Pero para alcanzar este objetivo es importante incorporar factores que, hasta entonces, no parecían relevantes en el sector de la edificación y que ahora son prioridad para la sociedad, poniendo de manifiesto la relación entre arquitectura y salud como uno de los ejes clave. Sonia Hernández-Montaño, CEO de Arquitectura Sana, recordó que “los espacios que habitamos influyen en nuestra fisiología a nivel químico, biológico y emocional”. En su intervención alertó, además, sobre las desigualdades derivadas de la descarbonización, vinculadas a la pobreza energética y a la baja calidad del parque edificado.
En esta línea, la neuroarquitecta Ana Mombiedro destacó que ahora “podemos medir el impacto de la arquitectura en las personas” abogando por incorporar análisis pre y post ocupacionales y enfoques interdisciplinarios.
La responsabilidad del sector fue señalada de forma clara por Ana Bach, doctora arquitecta en Bach Arquitectes: “Somos grandes consumidores de recursos y grandes emisores de CO2”. Una afirmación que refuerza la necesidad de actuar tanto en materiales como en la operativa de los propios edificios.

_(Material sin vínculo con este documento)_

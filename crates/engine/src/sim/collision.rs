use super::entity::{Entity, EntityId, EntityKind};
use super::world::LaneWorld;

const PICKUP_PRIORITY: [EntityKind; 4] = [
    EntityKind::Barrel,
    EntityKind::Crate,
    EntityKind::Heart,
    EntityKind::Bee,
];

/// Picks the single entity a projectile hits this tick, or `None`.
///
/// Pickups are claimed before anything else, in a fixed order, so a heart
/// overlapping an enemy is never wasted on the enemy. Among regular hostiles
/// the one furthest down the lane wins. A boss soaks the shot only when
/// nothing else overlaps.
pub fn find_target(world: &LaneWorld, projectile: &Entity) -> Option<EntityId> {
    for kind in PICKUP_PRIORITY {
        if let Some(entity) = world
            .entities()
            .iter()
            .find(|entity| entity.kind == kind && entity.active && projectile.overlaps(entity))
        {
            return Some(entity.id);
        }
    }

    let mut nearest: Option<&Entity> = None;
    for entity in world.entities() {
        let ranked = matches!(
            entity.kind,
            EntityKind::Enemy | EntityKind::Elite | EntityKind::Minion
        );
        if !ranked || !entity.active || !projectile.overlaps(entity) {
            continue;
        }
        let further = nearest.map_or(true, |best| entity.offset > best.offset);
        if further {
            nearest = Some(entity);
        }
    }
    if let Some(entity) = nearest {
        return Some(entity.id);
    }

    world
        .entities()
        .iter()
        .find(|entity| {
            entity.kind == EntityKind::Boss && entity.active && projectile.overlaps(entity)
        })
        .map(|entity| entity.id)
}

Desde la industria, María Saiz, CEO de PhotoKrete, introdujo un matiz relevante: “Estamos confundiendo método con objetivo. La descarbonización es el método para combatir el cambio climático, no el objetivo en sí mismo”. Saiz puso en valor el papel de la innovación tecnológica, destacando soluciones capaces de reducir significativamente la temperatura superficial de los materiales y su impacto en el entorno urbano.
El cambio climático, otro de los ‘red flags’ de la edificación
Precisamente, en los últimos años se ha puesto de relieve la necesidad de frenar los efectos devastadores que el cambio climático está teniendo no solo en la climatología, sino sobre los propios entornos urbanos y edificados. Esto se manifiesta ante los fenómenos, cada vez más frecuentes, en nuestro país como la DANA que azotó Valencia en 2024 o las temperaturas cada vez más extremas que se viven en época estival. Precisamente, uno de estos efectos es el de isla de calor en las ciudades. Arranz señaló que, en Madrid, por ejemplo, existen zonas donde este fenómeno compromete estrategias pasivas como la ventilación natural, generando problemas de confort y salud.

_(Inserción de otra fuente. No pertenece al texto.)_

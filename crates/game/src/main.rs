mod app;

use std::process::ExitCode;

fn main() -> ExitCode {
    app::run()
}
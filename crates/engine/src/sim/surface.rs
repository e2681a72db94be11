use super::entity::Lane;

/// Audio side of the simulation. Implementations run inside the tick and
/// must return promptly; dropping a cue is always acceptable, blocking is
/// not.
pub trait AudioSurface {
    fn play_note(&mut self, lane: Lane) {
        let _ = lane;
    }

    fn music_started(&mut self) {}

    fn music_paused(&mut self) {}

    fn music_resumed(&mut self) {}

    fn music_stopped(&mut self) {}
}

pub struct NullAudio;

impl AudioSurface for NullAudio {}

#[cfg(test)]
mod tests {
    use super::*;

    #[derive(Default)]
    struct CountingAudio {
        notes: Vec<Lane>,
        started: u32,
    }

    impl AudioSurface for CountingAudio {
        fn play_note(&mut self, lane: Lane) {
            self.notes.push(lane);
        }

        fn music_started(&mut self) {
            self.started += 1;
        }
    }

    #[test]
    fn default_hooks_are_no_ops() {
        let mut audio = NullAudio;
        audio.play_note(Lane(0));
        audio.music_started();
        audio.music_stopped();
    }

    #[test]
    fn implementations_observe_calls() {
        let mut audio = CountingAudio::default();
        audio.play_note(Lane(5));
        audio.music_started();
        assert_eq!(audio.notes, vec![Lane(5)]);
        assert_eq!(audio.started, 1);
    }
}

Para Bach, “las soluciones pasivas —como la sombra o la ventilación— siguen siendo fundamentales”, mientras que Isabel Ramos apuntó al papel clave de la tecnología para desarrollar sistemas adaptados a normativas y condiciones climáticas cada vez más exigentes en el sector de la climatización.
Sin embargo, una de las asignaturas pendientes es el análisis del parque edificado existente que evidencia carencias importantes, ya que cerca de un 70% son construcciones previas a normativa. Hernández-Montaño advirtió de problemas como la mala ventilación, la presencia de contaminantes o la exposición química, muchas veces invisibles para los usuarios.
Asimismo, se puso sobre la mesa la necesidad de actualizar herramientas regulatorias como el Código Técnico de la Edificación, para actualizar materiales y soluciones que ponen en riesgo la calidad de vida de los habitantes. En este sentido, pese a que la industrialización de la construcción puede ser clave en mejorar el bienestar de las viviendas, se debe entender como una herramienta dentro de un enfoque global donde Administración Pública, industria y público prescriptor deben colaborar no solo para dar respuesta al déficit de vivienda, sino que esta sea de calidad y saludable.
También es importante compartir este conocimiento entre la sociedad civil, para que pueda conocer el riesgo al que se expone cada día en sus hogares sin ser consciente en su día a día.
El cierre de la sesión dejó un mensaje compartido por todas las participantes: el sector dispone de conocimiento, soluciones y capacidad de innovación, sin embargo: “vamos en la dirección correcta, pero demasiado lento”.